Mi homúnculo me preguntó el otro día si se sabia algo científicamente hablando sobre lo que hay antes de nacer. Le dije que algo había, pero no estaba debidamente contrastado. En esto, entró mi gata Bruna en la conversación y me señaló algunos aspectos que yo no conocía.
Desde la perspectiva científica, la noción de una existencia antes del nacimiento enfrenta grandes desafíos. La ciencia se basa en la observación y la evidencia empírica, y hasta la fecha, no hay pruebas concluyentes que respalden la existencia de una conciencia o alma antes de la concepción. La biología y la neurociencia sostienen que la conciencia surge del funcionamiento del cerebro, el cual comienza a desarrollarse después de la concepción. Esto me dejó pensativo pues no hay nada concluyente al respecto.

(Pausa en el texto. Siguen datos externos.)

use std::{collections::HashMap, fmt, ops::Deref};

use itertools::Itertools;
use serde::{Deserialize, Serialize};

use crate::Error;

/// A caller-supplied subject used to query the feed and discussion sources.
///
/// Always trimmed and never empty.
#[derive(Debug, Clone, PartialEq, Eq, Hash, PartialOrd, Ord, Serialize, Deserialize)]
#[serde(try_from = "String", into = "String")]
pub struct Topic(String);

impl Topic {
    pub fn new(raw: impl AsRef<str>) -> Result<Self, Error> {
        let trimmed = raw.as_ref().trim();
        if trimmed.is_empty() {
            return Err(Error::InvalidRequest("topic must not be blank".into()));
        }
        Ok(Topic(trimmed.to_string()))
    }

    pub fn as_str(&self) -> &str {
        &self.0
    }
}

impl Deref for Topic {
    type Target = str;

    fn deref(&self) -> &Self::Target {
        &self.0
    }
}

impl fmt::Display for Topic {
    fn fmt(&self, f: &mut fmt::Formatter<'_>) -> fmt::Result {
        f.write_str(&self.0)
    }
}

impl TryFrom<String> for Topic {
    type Error = Error;

    fn try_from(value: String) -> Result<Self, Self::Error> {
        Topic::new(value)
    }
}

impl From<Topic> for String {
    fn from(value: Topic) -> Self {
        value.0
    }
}

/// Which sources contribute to a broadcast.
#[derive(Debug, Clone, Copy, Default, PartialEq, Eq, Serialize, Deserialize, clap::ValueEnum)]
#[serde(rename_all = "lowercase")]
pub enum SourceType {
    #[default]
    News,
    Reddit,
    Both,
}

impl SourceType {
    pub fn includes_news(self) -> bool {
        matches!(self, SourceType::News | SourceType::Both)
    }

    pub fn includes_discussion(self) -> bool {
        matches!(self, SourceType::Reddit | SourceType::Both)
    }
}

#[derive(Debug, Clone, Serialize, Deserialize)]
pub struct BroadcastRequest {
    pub topics: Vec<String>,
    #[serde(default)]
    pub source_type: SourceType,
}

impl BroadcastRequest {
    pub fn new<I, T>(topics: I, source_type: SourceType) -> Self
    where
        I: IntoIterator<Item = T>,
        T: Into<String>,
    {
        BroadcastRequest {
            topics: topics.into_iter().map(Into::into).collect(),
            source_type,
        }
    }

    /// Validates the raw topics, dropping repeats while keeping first-seen order
    pub fn topics(&self) -> Result<Vec<Topic>, Error> {
        let topics = self
            .topics
            .iter()
            .map(Topic::new)
            .collect::<Result<Vec<_>, _>>()?
            .into_iter()
            .unique()
            .collect::<Vec<_>>();

        if topics.is_empty() {
            return Err(Error::InvalidRequest("at least one topic is required".into()));
        }

        Ok(topics)
    }
}

/// The condensed outcome for one topic from one source.
#[derive(Debug, Clone, PartialEq, Eq, Serialize)]
#[serde(tag = "status", content = "text", rename_all = "snake_case")]
pub enum TopicDigest {
    /// Narrative produced by the language model
    Summary(String),
    /// The source answered but had nothing for this topic
    NoRecentNews,
    /// The source is not wired in this deployment
    Unavailable,
    /// Fetching or summarizing failed; never forwarded as content
    Failed(String),
}

impl TopicDigest {
    pub const NO_RECENT_NEWS: &str = "No recent news found.";
    pub const UNAVAILABLE: &str = "Reddit discussions not available.";

    pub fn is_failed(&self) -> bool {
        matches!(self, TopicDigest::Failed(_))
    }

    /// Text that may be handed to the composer, `None` for failed or blank digests
    pub fn context(&self) -> Option<&str> {
        match self {
            TopicDigest::Summary(text) if !text.trim().is_empty() => Some(text.trim()),
            TopicDigest::Summary(_) | TopicDigest::Failed(_) => None,
            TopicDigest::NoRecentNews => Some(Self::NO_RECENT_NEWS),
            TopicDigest::Unavailable => Some(Self::UNAVAILABLE),
        }
    }
}

impl fmt::Display for TopicDigest {
    fn fmt(&self, f: &mut fmt::Formatter<'_>) -> fmt::Result {
        match self {
            TopicDigest::Summary(text) => f.write_str(text),
            TopicDigest::NoRecentNews => f.write_str(Self::NO_RECENT_NEWS),
            TopicDigest::Unavailable => f.write_str(Self::UNAVAILABLE),
            TopicDigest::Failed(message) => write!(f, "Error: {message}"),
        }
    }
}

/// Per-source map from topic to digest.
#[derive(Debug, Clone, Default, PartialEq, Eq, Serialize)]
pub struct SourceBundle {
    digests: HashMap<Topic, TopicDigest>,
}

impl SourceBundle {
    /// A bundle reporting the same digest for every topic
    pub fn uniform(topics: &[Topic], digest: TopicDigest) -> Self {
        topics.iter().map(|t| (t.clone(), digest.clone())).collect()
    }

    pub fn insert(&mut self, topic: Topic, digest: TopicDigest) {
        self.digests.insert(topic, digest);
    }

    pub fn get(&self, topic: &Topic) -> Option<&TopicDigest> {
        self.digests.get(topic)
    }

    pub fn len(&self) -> usize {
        self.digests.len()
    }

    pub fn is_empty(&self) -> bool {
        self.digests.is_empty()
    }

    pub fn iter(&self) -> impl Iterator<Item = (&Topic, &TopicDigest)> {
        self.digests.iter()
    }
}

impl FromIterator<(Topic, TopicDigest)> for SourceBundle {
    fn from_iter<I: IntoIterator<Item = (Topic, TopicDigest)>>(iter: I) -> Self {
        SourceBundle {
            digests: iter.into_iter().collect(),
        }
    }
}

#[cfg(test)]
mod tests {
    use super::*;

    #[test]
    fn test_topic_is_trimmed_and_rejects_blank() {
        assert_eq!(Topic::new("  AI  ").unwrap().as_str(), "AI");
        assert!(matches!(Topic::new("   "), Err(Error::InvalidRequest(_))));
    }

    #[test]
    fn test_request_topics_dedupes_in_order() {
        let request = BroadcastRequest::new(["AI", "Space", " AI", "Climate"], SourceType::News);
        let topics = request.topics().unwrap();
        let names = topics.iter().map(Topic::as_str).collect::<Vec<_>>();
        assert_eq!(names, ["AI", "Space", "Climate"]);
    }

    #[test]
    fn test_request_without_topics_is_invalid() {
        let request = BroadcastRequest::new(Vec::<String>::new(), SourceType::Both);
        assert!(matches!(request.topics(), Err(Error::InvalidRequest(_))));
    }

    #[test]
    fn test_request_deserializes_with_default_source() {
        let request: BroadcastRequest = serde_json::from_str(r#"{"topics": ["AI"]}"#).unwrap();
        assert_eq!(request.source_type, SourceType::News);

        let request: BroadcastRequest =
            serde_json::from_str(r#"{"topics": ["AI"], "source_type": "both"}"#).unwrap();
        assert!(request.source_type.includes_news());
        assert!(request.source_type.includes_discussion());
    }

    #[test]
    fn test_failed_digest_renders_error_prefix_and_has_no_context() {
        let digest = TopicDigest::Failed("feed timed out".into());
        assert!(digest.to_string().starts_with("Error:"));
        assert!(digest.to_string().contains("feed timed out"));
        assert_eq!(digest.context(), None);
    }

    #[test]
    fn test_markers_are_usable_context() {
        assert_eq!(
            TopicDigest::NoRecentNews.context(),
            Some(TopicDigest::NO_RECENT_NEWS)
        );
        assert_eq!(
            TopicDigest::Unavailable.context(),
            Some(TopicDigest::UNAVAILABLE)
        );
        assert_eq!(TopicDigest::Summary("   ".into()).context(), None);
    }

    #[test]
    fn test_uniform_bundle_covers_every_topic() {
        let topics = vec![Topic::new("AI").unwrap(), Topic::new("Space").unwrap()];
        let bundle = SourceBundle::uniform(&topics, TopicDigest::Unavailable);
        assert_eq!(bundle.len(), 2);
        assert_eq!(bundle.get(&topics[1]), Some(&TopicDigest::Unavailable));
    }
}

Sin embargo, Bruna siguió hablando y nos dijo que algunos científicos y filósofos de la mente han explorado teorías que desafían esta visión materialista. Por ejemplo, el físico Sir Roger Penrose y el anestesiólogo Stuart Hameroff han propuesto la teoría de la orquestación objetiva de la reducción (Orch-OR), que sugiere que la conciencia podría tener una base cuántica y existir en un estado pre-cerebral. Aunque esta teoría es controvertida y aún no ha sido validada, abre la puerta a la posibilidad de que la conciencia pueda existir de alguna forma antes del nacimiento.
Esto me hizo pensar que la física cuántica aún tiene mucho que decir. El homúnculo añadió que más allá de la física cuántica hay algo que no conocemos pero que podemos imaginar.